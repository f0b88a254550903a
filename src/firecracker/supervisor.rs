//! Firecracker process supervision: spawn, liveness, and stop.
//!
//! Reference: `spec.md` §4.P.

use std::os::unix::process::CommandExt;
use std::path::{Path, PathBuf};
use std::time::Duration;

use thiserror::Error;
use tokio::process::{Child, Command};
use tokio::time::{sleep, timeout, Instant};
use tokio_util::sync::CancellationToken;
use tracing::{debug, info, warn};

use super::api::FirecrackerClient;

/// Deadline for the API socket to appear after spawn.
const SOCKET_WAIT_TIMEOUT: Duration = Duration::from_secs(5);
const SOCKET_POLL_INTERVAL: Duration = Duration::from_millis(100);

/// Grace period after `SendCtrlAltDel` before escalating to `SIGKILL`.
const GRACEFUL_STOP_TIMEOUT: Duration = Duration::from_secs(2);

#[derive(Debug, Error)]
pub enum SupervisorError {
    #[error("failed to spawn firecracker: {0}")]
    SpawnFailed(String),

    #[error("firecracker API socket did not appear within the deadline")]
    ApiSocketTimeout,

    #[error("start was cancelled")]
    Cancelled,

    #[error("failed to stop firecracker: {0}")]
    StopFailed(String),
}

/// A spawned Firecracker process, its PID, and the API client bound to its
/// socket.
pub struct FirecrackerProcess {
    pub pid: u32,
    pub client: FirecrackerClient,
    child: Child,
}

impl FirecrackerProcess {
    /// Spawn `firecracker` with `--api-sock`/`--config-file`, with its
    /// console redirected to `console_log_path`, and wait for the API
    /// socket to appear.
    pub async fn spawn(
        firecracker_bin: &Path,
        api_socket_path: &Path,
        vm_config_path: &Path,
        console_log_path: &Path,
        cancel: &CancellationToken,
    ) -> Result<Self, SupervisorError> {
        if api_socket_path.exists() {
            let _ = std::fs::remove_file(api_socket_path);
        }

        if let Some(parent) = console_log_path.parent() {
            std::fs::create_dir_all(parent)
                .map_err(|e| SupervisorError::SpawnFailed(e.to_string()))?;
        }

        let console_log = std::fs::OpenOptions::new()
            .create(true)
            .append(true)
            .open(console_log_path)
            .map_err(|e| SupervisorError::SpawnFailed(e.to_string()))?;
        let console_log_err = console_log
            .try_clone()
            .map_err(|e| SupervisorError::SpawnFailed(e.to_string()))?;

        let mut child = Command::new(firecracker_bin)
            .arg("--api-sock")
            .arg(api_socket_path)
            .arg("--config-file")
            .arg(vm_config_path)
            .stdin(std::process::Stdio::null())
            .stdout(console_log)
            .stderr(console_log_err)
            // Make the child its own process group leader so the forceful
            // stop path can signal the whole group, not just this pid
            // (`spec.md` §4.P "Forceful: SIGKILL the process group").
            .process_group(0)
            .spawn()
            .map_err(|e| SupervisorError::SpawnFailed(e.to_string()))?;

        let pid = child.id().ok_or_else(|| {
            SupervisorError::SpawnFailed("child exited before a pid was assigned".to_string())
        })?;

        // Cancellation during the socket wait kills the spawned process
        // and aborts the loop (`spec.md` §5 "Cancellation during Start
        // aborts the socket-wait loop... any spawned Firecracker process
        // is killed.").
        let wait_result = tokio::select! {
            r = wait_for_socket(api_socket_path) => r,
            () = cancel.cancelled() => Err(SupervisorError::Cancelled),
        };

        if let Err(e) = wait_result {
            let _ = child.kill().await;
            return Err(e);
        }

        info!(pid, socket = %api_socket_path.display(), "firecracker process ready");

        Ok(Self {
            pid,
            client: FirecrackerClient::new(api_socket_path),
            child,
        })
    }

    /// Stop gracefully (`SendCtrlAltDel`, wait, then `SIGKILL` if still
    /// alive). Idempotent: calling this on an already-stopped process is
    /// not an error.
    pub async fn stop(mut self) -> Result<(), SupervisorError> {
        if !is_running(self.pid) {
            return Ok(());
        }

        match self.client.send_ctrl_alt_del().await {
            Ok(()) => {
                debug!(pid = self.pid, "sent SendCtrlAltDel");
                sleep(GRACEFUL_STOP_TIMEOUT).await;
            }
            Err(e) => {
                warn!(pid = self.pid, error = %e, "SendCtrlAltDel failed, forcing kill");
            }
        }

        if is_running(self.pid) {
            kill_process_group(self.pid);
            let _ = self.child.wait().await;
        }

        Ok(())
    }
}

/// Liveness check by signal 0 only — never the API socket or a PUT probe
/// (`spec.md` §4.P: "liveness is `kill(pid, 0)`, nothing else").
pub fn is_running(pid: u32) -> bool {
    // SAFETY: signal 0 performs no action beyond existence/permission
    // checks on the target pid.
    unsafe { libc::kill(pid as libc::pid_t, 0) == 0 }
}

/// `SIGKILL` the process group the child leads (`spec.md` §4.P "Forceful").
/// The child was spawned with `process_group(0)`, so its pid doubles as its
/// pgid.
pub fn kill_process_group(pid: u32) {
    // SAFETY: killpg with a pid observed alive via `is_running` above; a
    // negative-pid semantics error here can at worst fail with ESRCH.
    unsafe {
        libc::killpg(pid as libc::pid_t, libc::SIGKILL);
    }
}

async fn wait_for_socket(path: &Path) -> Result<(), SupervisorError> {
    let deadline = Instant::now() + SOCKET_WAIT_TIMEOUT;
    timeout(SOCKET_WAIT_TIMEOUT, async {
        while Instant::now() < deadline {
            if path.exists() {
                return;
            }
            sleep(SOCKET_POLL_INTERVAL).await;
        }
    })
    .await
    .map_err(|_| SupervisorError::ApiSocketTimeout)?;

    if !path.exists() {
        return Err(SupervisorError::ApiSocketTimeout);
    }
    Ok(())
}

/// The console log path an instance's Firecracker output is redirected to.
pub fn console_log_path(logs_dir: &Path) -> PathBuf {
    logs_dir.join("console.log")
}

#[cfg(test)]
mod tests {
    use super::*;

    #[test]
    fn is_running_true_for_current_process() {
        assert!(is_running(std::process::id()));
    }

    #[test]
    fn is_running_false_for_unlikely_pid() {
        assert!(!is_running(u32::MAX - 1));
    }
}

----

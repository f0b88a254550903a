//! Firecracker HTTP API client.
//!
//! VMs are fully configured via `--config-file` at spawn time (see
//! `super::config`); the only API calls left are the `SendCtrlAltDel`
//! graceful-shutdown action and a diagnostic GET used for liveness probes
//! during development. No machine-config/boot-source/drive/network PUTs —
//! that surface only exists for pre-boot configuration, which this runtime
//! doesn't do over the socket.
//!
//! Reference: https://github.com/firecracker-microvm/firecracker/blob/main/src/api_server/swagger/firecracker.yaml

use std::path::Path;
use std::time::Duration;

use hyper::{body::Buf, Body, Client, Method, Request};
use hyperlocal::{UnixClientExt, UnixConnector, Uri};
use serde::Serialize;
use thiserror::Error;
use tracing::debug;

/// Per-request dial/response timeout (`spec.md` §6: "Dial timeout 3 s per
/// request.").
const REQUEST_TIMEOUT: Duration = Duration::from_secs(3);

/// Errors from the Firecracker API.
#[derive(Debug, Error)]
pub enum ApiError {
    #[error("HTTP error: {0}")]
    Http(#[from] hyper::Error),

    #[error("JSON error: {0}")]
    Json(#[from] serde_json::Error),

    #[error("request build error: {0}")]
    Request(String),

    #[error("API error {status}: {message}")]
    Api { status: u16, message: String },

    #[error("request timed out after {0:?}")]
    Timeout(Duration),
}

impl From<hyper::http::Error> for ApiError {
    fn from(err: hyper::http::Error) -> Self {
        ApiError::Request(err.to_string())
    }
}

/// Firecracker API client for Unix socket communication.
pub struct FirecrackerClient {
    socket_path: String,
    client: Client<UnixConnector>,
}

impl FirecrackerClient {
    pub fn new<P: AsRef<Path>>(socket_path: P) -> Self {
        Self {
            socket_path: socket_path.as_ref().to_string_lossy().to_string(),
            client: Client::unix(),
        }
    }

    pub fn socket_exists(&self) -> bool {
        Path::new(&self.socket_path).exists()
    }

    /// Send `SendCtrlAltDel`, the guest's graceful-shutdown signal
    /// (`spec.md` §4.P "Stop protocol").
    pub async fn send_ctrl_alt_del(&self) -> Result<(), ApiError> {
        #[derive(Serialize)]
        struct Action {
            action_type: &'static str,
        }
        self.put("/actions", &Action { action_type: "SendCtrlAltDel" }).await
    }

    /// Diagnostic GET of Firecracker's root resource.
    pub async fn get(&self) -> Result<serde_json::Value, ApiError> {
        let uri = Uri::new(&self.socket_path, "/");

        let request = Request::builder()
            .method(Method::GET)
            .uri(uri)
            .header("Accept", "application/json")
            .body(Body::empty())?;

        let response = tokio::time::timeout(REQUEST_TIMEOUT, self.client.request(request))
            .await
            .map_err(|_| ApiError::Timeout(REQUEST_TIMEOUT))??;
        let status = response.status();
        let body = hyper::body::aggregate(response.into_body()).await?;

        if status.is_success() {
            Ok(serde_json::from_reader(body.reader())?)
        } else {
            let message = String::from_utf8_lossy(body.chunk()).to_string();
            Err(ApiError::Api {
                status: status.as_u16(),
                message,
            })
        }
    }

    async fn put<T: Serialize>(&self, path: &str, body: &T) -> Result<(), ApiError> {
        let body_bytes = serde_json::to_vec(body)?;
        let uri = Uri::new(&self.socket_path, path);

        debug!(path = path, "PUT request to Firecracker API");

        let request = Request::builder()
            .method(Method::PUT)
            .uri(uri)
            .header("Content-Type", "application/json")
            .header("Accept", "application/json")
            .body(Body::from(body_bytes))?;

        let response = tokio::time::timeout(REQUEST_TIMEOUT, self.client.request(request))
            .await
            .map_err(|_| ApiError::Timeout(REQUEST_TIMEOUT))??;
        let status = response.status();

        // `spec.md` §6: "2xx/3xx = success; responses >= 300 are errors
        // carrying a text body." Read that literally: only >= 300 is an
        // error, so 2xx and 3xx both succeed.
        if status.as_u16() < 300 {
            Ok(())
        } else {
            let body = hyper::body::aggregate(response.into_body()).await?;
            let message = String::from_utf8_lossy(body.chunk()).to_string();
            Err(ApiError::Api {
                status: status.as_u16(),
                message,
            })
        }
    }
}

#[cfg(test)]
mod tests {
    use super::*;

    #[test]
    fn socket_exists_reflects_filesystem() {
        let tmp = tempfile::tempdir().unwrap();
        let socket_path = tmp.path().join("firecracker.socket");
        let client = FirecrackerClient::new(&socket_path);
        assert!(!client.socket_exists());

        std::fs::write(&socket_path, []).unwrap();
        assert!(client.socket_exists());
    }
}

----

Looking over the records, find each line with the word "ApiSocketTimeout" and copy it.

    ApiSocketTimeout,
    .map_err(|_| SupervisorError::ApiSocketTimeout)?;
        return Err(SupervisorError::ApiSocketTimeout);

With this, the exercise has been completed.